What lines in the listing include "default"? Return a copy of each.

(Working data)
---+---

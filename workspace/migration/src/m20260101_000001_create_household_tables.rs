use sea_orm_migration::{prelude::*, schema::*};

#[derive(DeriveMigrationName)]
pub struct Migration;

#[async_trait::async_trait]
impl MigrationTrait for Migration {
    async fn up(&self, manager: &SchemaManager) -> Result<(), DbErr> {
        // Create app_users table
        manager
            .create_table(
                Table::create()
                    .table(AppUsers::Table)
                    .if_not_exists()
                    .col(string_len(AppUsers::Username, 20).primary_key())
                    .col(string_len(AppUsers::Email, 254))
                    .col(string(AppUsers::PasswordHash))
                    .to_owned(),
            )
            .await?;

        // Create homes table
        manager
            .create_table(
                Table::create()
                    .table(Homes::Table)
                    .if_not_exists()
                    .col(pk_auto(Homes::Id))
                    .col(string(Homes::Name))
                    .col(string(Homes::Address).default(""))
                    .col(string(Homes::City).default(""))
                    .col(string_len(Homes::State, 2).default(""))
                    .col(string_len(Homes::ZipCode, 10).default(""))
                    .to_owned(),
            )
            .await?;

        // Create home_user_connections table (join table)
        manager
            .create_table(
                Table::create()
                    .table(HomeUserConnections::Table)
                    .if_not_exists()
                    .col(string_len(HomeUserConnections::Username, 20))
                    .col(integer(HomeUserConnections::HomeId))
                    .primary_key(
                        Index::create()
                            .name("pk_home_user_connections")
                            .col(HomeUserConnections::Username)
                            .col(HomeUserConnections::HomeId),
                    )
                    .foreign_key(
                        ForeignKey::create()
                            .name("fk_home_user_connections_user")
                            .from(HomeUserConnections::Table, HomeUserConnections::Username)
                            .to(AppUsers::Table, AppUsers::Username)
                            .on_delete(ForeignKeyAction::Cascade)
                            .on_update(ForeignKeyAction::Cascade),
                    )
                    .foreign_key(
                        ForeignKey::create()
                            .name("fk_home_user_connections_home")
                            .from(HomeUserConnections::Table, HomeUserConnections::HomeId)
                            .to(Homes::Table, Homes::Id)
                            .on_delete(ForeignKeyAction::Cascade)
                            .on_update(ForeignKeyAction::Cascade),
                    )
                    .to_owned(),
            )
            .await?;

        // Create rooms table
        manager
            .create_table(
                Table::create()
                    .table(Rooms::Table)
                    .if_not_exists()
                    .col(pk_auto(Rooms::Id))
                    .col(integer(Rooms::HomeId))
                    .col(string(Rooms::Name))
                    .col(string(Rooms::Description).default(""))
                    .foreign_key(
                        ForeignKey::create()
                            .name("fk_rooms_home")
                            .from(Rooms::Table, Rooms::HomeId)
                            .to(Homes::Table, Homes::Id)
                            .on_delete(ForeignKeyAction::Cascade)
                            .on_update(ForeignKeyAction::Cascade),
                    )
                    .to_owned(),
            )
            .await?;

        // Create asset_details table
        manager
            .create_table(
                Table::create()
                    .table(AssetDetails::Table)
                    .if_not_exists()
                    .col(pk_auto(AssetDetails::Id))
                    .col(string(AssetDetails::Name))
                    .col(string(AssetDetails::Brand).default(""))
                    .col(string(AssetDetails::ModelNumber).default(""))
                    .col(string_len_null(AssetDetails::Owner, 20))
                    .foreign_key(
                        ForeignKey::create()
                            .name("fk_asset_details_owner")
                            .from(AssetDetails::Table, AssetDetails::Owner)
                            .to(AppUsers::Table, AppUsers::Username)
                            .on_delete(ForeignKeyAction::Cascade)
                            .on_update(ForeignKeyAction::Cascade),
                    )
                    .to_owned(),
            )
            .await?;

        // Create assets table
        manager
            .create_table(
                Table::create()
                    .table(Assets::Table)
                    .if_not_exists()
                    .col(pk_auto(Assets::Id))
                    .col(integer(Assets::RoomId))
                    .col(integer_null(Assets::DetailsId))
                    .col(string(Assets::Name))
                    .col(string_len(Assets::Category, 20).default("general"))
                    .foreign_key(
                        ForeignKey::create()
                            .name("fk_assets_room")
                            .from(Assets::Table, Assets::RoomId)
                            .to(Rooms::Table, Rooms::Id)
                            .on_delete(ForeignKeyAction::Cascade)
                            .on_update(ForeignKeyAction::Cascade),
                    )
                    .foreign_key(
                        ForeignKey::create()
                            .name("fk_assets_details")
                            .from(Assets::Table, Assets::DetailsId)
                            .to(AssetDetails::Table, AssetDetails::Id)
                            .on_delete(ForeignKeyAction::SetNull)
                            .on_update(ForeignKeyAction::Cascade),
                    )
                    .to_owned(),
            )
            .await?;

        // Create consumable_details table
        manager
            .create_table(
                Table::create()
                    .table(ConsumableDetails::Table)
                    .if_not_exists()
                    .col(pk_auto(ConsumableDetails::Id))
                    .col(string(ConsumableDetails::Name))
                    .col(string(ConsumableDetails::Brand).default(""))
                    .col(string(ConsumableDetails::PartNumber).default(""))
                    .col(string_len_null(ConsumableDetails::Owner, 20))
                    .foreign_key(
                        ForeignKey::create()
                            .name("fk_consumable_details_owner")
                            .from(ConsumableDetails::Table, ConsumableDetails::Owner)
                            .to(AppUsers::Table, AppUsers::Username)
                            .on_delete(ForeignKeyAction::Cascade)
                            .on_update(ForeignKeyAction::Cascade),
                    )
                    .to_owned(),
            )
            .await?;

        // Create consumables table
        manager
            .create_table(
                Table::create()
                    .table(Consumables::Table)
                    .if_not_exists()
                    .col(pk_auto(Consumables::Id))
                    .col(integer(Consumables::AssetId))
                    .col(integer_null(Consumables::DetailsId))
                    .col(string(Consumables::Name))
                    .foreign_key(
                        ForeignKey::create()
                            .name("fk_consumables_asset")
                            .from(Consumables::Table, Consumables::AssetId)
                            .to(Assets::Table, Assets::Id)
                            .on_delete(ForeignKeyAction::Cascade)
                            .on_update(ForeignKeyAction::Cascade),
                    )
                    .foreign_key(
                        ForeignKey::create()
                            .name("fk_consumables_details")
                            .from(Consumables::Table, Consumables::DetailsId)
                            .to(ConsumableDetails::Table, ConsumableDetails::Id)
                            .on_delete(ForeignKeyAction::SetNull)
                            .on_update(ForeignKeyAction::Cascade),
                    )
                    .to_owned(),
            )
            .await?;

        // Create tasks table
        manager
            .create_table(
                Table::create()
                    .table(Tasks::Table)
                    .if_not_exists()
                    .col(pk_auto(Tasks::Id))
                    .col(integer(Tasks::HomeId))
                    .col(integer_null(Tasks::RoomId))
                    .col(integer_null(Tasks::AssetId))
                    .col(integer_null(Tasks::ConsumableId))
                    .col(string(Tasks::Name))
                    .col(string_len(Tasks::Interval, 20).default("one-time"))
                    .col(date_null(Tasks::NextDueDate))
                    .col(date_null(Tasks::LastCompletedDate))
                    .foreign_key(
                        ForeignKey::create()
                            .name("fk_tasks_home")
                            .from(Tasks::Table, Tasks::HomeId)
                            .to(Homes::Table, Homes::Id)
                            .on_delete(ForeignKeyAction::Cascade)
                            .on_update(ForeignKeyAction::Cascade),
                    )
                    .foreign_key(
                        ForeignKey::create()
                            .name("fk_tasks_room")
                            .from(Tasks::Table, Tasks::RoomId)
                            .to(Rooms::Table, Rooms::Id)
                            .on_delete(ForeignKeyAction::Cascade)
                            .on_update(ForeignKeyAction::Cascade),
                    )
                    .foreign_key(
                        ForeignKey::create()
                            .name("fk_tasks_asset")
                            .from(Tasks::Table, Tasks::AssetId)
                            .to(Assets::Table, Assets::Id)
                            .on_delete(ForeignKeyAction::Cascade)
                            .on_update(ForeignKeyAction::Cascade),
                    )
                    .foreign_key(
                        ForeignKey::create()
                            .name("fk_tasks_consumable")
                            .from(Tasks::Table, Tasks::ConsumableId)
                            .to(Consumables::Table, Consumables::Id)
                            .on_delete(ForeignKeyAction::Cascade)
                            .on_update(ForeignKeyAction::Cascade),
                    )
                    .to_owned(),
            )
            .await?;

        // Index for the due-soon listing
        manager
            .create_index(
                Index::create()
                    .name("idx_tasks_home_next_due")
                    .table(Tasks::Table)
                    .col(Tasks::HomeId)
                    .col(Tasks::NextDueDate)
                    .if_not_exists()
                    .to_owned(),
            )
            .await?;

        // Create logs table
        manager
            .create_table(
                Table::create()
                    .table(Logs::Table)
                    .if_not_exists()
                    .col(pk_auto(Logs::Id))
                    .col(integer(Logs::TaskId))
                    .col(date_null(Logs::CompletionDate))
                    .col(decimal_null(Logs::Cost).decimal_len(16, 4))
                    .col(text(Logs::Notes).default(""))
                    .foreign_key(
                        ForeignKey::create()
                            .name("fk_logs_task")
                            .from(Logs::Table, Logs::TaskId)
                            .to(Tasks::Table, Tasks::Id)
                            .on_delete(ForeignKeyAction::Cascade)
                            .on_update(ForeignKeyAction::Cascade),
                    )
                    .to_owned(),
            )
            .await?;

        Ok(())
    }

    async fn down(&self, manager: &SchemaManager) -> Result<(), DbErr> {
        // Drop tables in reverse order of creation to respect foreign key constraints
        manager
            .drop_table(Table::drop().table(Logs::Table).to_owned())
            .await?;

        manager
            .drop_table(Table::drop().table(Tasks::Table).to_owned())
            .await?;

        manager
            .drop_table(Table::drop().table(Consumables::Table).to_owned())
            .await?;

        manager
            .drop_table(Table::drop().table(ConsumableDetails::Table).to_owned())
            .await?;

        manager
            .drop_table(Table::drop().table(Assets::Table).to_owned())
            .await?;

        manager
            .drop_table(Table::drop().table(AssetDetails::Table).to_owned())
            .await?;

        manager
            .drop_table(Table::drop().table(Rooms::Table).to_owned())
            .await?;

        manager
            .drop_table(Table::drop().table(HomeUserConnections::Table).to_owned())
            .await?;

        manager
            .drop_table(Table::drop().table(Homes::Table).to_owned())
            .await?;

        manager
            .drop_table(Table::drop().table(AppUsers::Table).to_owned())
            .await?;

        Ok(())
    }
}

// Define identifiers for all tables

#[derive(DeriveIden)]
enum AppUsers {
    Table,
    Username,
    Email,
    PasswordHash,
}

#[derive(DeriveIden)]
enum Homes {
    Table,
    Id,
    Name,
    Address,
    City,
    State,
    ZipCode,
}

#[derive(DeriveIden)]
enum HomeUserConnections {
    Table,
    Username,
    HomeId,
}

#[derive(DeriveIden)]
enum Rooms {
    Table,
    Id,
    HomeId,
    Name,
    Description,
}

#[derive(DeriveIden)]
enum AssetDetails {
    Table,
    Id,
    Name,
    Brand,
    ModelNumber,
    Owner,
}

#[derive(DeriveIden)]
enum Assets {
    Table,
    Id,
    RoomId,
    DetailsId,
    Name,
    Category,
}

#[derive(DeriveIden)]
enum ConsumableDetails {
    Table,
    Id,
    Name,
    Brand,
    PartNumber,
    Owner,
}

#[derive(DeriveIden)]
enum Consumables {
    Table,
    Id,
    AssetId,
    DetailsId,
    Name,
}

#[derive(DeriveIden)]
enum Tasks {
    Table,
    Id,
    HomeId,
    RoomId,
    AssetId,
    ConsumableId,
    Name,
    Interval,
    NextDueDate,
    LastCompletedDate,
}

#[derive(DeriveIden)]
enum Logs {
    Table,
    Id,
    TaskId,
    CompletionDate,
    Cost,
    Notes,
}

---+---

(Finished exercise)
                    .col(string(Homes::Address).default(""))
                    .col(string(Homes::City).default(""))
                    .col(string_len(Homes::State, 2).default(""))
                    .col(string_len(Homes::ZipCode, 10).default(""))
                    .col(string(Rooms::Description).default(""))
                    .col(string(AssetDetails::Brand).default(""))
                    .col(string(AssetDetails::ModelNumber).default(""))
                    .col(string_len(Assets::Category, 20).default("general"))
                    .col(string(ConsumableDetails::Brand).default(""))
                    .col(string(ConsumableDetails::PartNumber).default(""))
                    .col(string_len(Tasks::Interval, 20).default("one-time"))
                    .col(text(Logs::Notes).default(""))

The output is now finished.